Sunday, June 20, 2010

La chica que dudaba de los caramelos

Siempre nos encontrábamos en los lugares más inesperados, sorprendidos por la repentina baja en nuestras defensas que suponía el estar a menos de 10cm de distancia. Traspasar esa barrera imaginaria era como despertar en una jungla inhóspita, ajena al reposo y la calidez. La primera vez que la ví fue amor a primera vista. Sus ojos aparecieron a 10cm de los míos tan repentinamente que sólo pude atinar a ver que me atravesaban por completo, que querían huir mas no podían.

La primera vez que la conocí me dijo que dudaba. Yo tenía la plena seguridad que hasta hace unos segundo había estado conversando con una querida amiga que me inició en los cafés literarios, en la música rebuscada, en la búsqueda de mi propio subconsciente dentro de sus retorcidos juegos suicidas. Sin embargo, allí estaba ella, como si me conociera de toda la vida, como si la conociera de toda la vida, diciéndome que dudaba.

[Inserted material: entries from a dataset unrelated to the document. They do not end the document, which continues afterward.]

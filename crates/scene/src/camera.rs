use crate::config::CameraConfig;
use glam::{Mat4, Vec2, Vec3};

/// Perspective camera looking down -Z from its local position inside the rig.
#[derive(Debug, Clone, PartialEq)]
pub struct PerspectiveCamera {
    /// Position relative to the rig.
    pub position: Vec3,
    /// Vertical field of view in degrees.
    pub fov_degrees: f32,
    pub aspect: f32,
    pub near: f32,
    pub far: f32,
}

impl Default for PerspectiveCamera {
    fn default() -> Self {
        Self::from_config(&CameraConfig::default(), 16.0 / 9.0)
    }
}

impl PerspectiveCamera {
    pub fn from_config(config: &CameraConfig, aspect: f32) -> Self {
        Self {
            position: Vec3::new(0.0, 0.0, config.distance),
            fov_degrees: config.fov_degrees,
            aspect,
            near: config.near,
            far: config.far,
        }
    }

    pub fn projection_matrix(&self) -> Mat4 {
        Mat4::perspective_rh(
            self.fov_degrees.to_radians(),
            self.aspect.max(f32::EPSILON),
            self.near,
            self.far,
        )
    }
}

/// Group node carrying the camera. Pointer parallax moves the rig; scroll
/// moves the camera inside it, so the two offsets never fight.
#[derive(Debug, Clone, PartialEq, Default)]
pub struct CameraRig {
    pub position: Vec3,
    pub camera: PerspectiveCamera,
}

impl CameraRig {
    pub fn new(camera: PerspectiveCamera) -> Self {
        Self {
            position: Vec3::ZERO,
            camera,
        }
    }

    pub fn set_aspect(&mut self, aspect: f32) {
        self.camera.aspect = aspect;
    }

    /// Camera position in world space.
    pub fn eye(&self) -> Vec3 {
        self.position + self.camera.position
    }

    /// The point one unit in front of the camera.
    pub fn target(&self) -> Vec3 {
        self.eye() + Vec3::NEG_Z
    }

    pub fn view_matrix(&self) -> Mat4 {
        Mat4::look_to_rh(self.eye(), Vec3::NEG_Z, Vec3::Y)
    }

    pub fn view_projection(&self) -> Mat4 {
        self.camera.projection_matrix() * self.view_matrix()
    }

    /// Ease the rig's XY offset toward `target`: each frame covers
    /// `damping * dt` of the remaining distance, capped at all of it.
    pub fn follow(&mut self, target: Vec2, damping: f32, dt: f32) {
        let factor = (damping * dt).clamp(0.0, 1.0);
        self.position.x += (target.x - self.position.x) * factor;
        self.position.y += (target.y - self.position.y) * factor;
    }
}

#[cfg(test)]
mod tests {
    use super::*;

    #[test]
    fn default_camera() {
        let rig = CameraRig::default();
        assert_eq!(rig.eye(), Vec3::new(0.0, 0.0, 6.0));
        let vp = rig.view_projection();
        assert!(!vp.col(0).x.is_nan());
    }

    #[test]
    fn origin_projects_to_screen_center() {
        let rig = CameraRig::default();
        let clip = rig.view_projection() * glam::Vec4::new(0.0, 0.0, 0.0, 1.0);
        let ndc = clip.truncate() / clip.w;
        assert!(ndc.x.abs() < 1e-6 && ndc.y.abs() < 1e-6);
        assert!(ndc.z > 0.0 && ndc.z < 1.0);
    }

    #[test]
    fn follow_converges_without_overshoot() {
        let mut rig = CameraRig::default();
        let target = Vec2::new(0.25, -0.2);
        let mut last_gap = f32::MAX;
        for _ in 0..300 {
            rig.follow(target, 5.0, 1.0 / 60.0);
            let gap = (Vec2::new(rig.position.x, rig.position.y) - target).length();
            assert!(gap <= last_gap);
            last_gap = gap;
        }
        assert!(last_gap < 1e-4);
        assert_eq!(rig.position.z, 0.0);
    }

    #[test]
    fn follow_caps_large_steps() {
        let mut rig = CameraRig::default();
        rig.follow(Vec2::new(1.0, 1.0), 5.0, 2.0);
        assert_eq!(rig.position, Vec3::new(1.0, 1.0, 0.0));
    }

    #[test]
    fn rig_offset_moves_eye() {
        let mut rig = CameraRig::default();
        rig.position = Vec3::new(0.5, -0.5, 0.0);
        rig.camera.position.y = -4.0;
        assert_eq!(rig.eye(), Vec3::new(0.5, -4.5, 6.0));
        assert_eq!(rig.target(), Vec3::new(0.5, -4.5, 5.0));
    }
}
use serde::{Deserialize, Serialize};
use std::fmt;
use std::str::FromStr;

/// Errors from parsing color strings.
#[derive(Debug, Clone, PartialEq, Eq, thiserror::Error)]
pub enum ColorError {
    #[error("color must start with '#': {0:?}")]
    MissingHash(String),
    #[error("expected 3 or 6 hex digits: {0:?}")]
    BadLength(String),
    #[error("invalid hex digit in {0:?}")]
    BadDigit(String),
}

/// An sRGB color with components in `[0, 1]`.
///
/// Colors are authored as hex strings (`#ffeded`) and serialized the same way.
/// Shading happens in linear space; use [`Color::to_linear`] before uploading.
#[derive(Debug, Clone, Copy, PartialEq, Serialize, Deserialize)]
#[serde(try_from = "String", into = "String")]
pub struct Color {
    pub r: f32,
    pub g: f32,
    pub b: f32,
}

impl Color {
    pub const WHITE: Color = Color::new(1.0, 1.0, 1.0);
    pub const BLACK: Color = Color::new(0.0, 0.0, 0.0);

    pub const fn new(r: f32, g: f32, b: f32) -> Self {
        Self { r, g, b }
    }

    pub fn from_hex(s: &str) -> Result<Self, ColorError> {
        let digits = s
            .strip_prefix('#')
            .ok_or_else(|| ColorError::MissingHash(s.to_string()))?;
        let expanded: String = match digits.len() {
            3 => digits.chars().flat_map(|c| [c, c]).collect(),
            6 => digits.to_string(),
            _ => return Err(ColorError::BadLength(s.to_string())),
        };
        if !expanded.chars().all(|c| c.is_ascii_hexdigit()) {
            return Err(ColorError::BadDigit(s.to_string()));
        }
        let value =
            u32::from_str_radix(&expanded, 16).map_err(|_| ColorError::BadDigit(s.to_string()))?;
        Ok(Self::from_srgb_u8([
            (value >> 16) as u8,
            (value >> 8) as u8,
            value as u8,
        ]))
    }

    pub fn from_srgb_u8(rgb: [u8; 3]) -> Self {
        Self::new(
            rgb[0] as f32 / 255.0,
            rgb[1] as f32 / 255.0,
            rgb[2] as f32 / 255.0,
        )
    }

    pub fn to_srgb_u8(&self) -> [u8; 3] {
        let q = |c: f32| (c.clamp(0.0, 1.0) * 255.0).round() as u8;
        [q(self.r), q(self.g), q(self.b)]
    }

    pub fn to_hex(&self) -> String {
        let [r, g, b] = self.to_srgb_u8();
        format!("#{r:02x}{g:02x}{b:02x}")
    }

    /// Convert to linear-space RGB for lighting math.
    pub fn to_linear(&self) -> [f32; 3] {
        fn channel(c: f32) -> f32 {
            if c <= 0.04045 {
                c / 12.92
            } else {
                ((c + 0.055) / 1.055).powf(2.4)
            }
        }
        [channel(self.r), channel(self.g), channel(self.b)]
    }
}

impl fmt::Display for Color {
    fn fmt(&self, f: &mut fmt::Formatter<'_>) -> fmt::Result {
        f.write_str(&self.to_hex())
    }
}

impl FromStr for Color {
    type Err = ColorError;

    fn from_str(s: &str) -> Result<Self, Self::Err> {
        Self::from_hex(s)
    }
}

impl TryFrom<String> for Color {
    type Error = ColorError;

    fn try_from(value: String) -> Result<Self, Self::Error> {
        Self::from_hex(&value)
    }
}

impl From<Color> for String {
    fn from(color: Color) -> Self {
        color.to_hex()
    }
}

#[cfg(test)]
mod tests {
    use super::*;

    #[test]
    fn parses_six_digit_hex() {
        let c = Color::from_hex("#ffeded").unwrap();
        assert_eq!(c.to_srgb_u8(), [0xff, 0xed, 0xed]);
        assert_eq!(c.to_hex(), "#ffeded");
    }

    #[test]
    fn parses_short_hex() {
        let c: Color = "#fff".parse().unwrap();
        assert_eq!(c, Color::WHITE);
    }

    #[test]
    fn rejects_malformed_strings() {
        assert!(matches!(Color::from_hex("ffeded"), Err(ColorError::MissingHash(_))));
        assert!(matches!(Color::from_hex("#ffee"), Err(ColorError::BadLength(_))));
        assert!(matches!(Color::from_hex("#gggggg"), Err(ColorError::BadDigit(_))));
    }

    #[test]
    fn linear_conversion_keeps_endpoints() {
        assert_eq!(Color::BLACK.to_linear(), [0.0, 0.0, 0.0]);
        let w = Color::WHITE.to_linear();
        assert!(w.iter().all(|c| (c - 1.0).abs() < 1e-6));
        let mid = Color::new(0.5, 0.5, 0.5).to_linear();
        assert!(mid[0] < 0.5 && mid[0] > 0.2);
    }

    #[test]
    fn serializes_as_hex_string() {
        let c = Color::from_hex("#336699").unwrap();
        let json = serde_json::to_string(&c).unwrap();
        assert_eq!(json, "\"#336699\"");
        let back: Color = serde_json::from_str(&json).unwrap();
        assert_eq!(back.to_hex(), "#336699");
    }
}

Poco a poco la dicotomía fue haciéndose comprensible a fuerza de desgaste más que por entendimiento, me acostumbré a que aparezca cada vez que mi amiga estuviera más de 10cm cerca de mí. Creí en ella casi como en un dogma y decidí luchar por ella con las manos en alto, por un motivo aparentemente claro. Poco a poco las piernas de mi amiga fueron perdiendo esa droga que exudaban, se fueron devaluando entre mis labios, entre mis uñas, por más que me internara en sus rodillas, excavase en sus tobillos, desgarrara sus muslos. Pronto empecé a verla como un mero puente entre ella y yo, como una mercenaria que cobraba en mi desespero la extorsión del día antes de darme la libertad pasajera y efímera de ver a ella, de escuchar sus dudas. Poco a poco fui estrechando esos lazos hechos de ilusiones, fui adoptando y educando sus inseguridades.

Ella había olvidado cómo ser humana. Era un ente superior que había encontrado la espiritualidad en lo ambiguo de no ser, del nunca ser. Su disconformidad crónica con su propio ser, con su propia felicidad surcaba sus ojos, le daban esa profundidad. Más bien, ese vacío. Yo siempre le dije a ella que la vida era tan fácil como una pequeña adivinanza en la que nos enfrentamos a dos manos con un regalo oculto en cada una. Algunos, sin saberlo claro, escogen la mano que tenía un caramelo como premio. Algunos, por azares de la vida, escogían la mano que tenía dos caramelos. Ambos tenían un caramelo al menos, ambos tenían una vida que vivir al menos. Nadie más adecuado para corroborarlo que un niño de 2 años, que no sabe de caramelos, de cantidades, de vidas o dioses. Sea uno, dos o diez, la felicidad es tan simple como tener un caramelo, tan simple como saber cómo disfrutar al máximo ese caramelo. Tan fácil como creer en el caramelo y querer obtener lo mejor de él. Yo me denigré hasta verme como uno y ella olvidó cómo ser humana.

Sus puntos de vista se desvistieron de todo vestigio de inocencia, de ignorancia. Sus ojos odiaban no saber ver las respuestas, no saber encontrar los beneficios en las entrañas de las oportunidades. Siempre decía que en la otra mano habían dos caramelos y que, sabiéndolo, era imposible encontrar el zen, que era un ejemplo resignado y tercermundista, derrotista, virreynal. Siempre intentaba verlo todo desde arriba, como un Dios que quita y que da a despecho o a capricho. Ella decía que lo único que sabía que para mí ella era la mano con un solo caramelo, que había otras personas que me podrían hacer mucho más feliz que ella. Ella decía que yo bien podría valer tres caramelos o cuatro sin muchos problemas. Eso era todo lo que ella sabía, y de ese único saber nacían todas sus dudas. Ella dudaba.

Nunca encontré el camino para llegar más allá de su garganta. Me mascó con la furia de sus dudas a flor de piel. Ella siempre me rumió entre sus dientes nacarados, nunca me dio paso hasta su corazón y no me dio más cobijo que su tibia saliva ni más alimento que sus muslos roídos. Ella creía ser deidad y ver las cosas desde un punto más elevado. No sólo fue elevado sino que también ignorante, forastero, desconocido. Ella creyó haber encontrado la respuesta y salió a la búsqueda de la mano que se llevaba el caramelo huérfano, quizá creyendo entender la metáfora. Quizá creyendo que al hacer un mal copiado voto de pobreza encontraría en la orfandad del caramelo solitario la respuesta a sus dudas. Ella no entendió que sólo una vez en la vida se nos da a escoger entre dos manos, caramelos más, caramelos menos.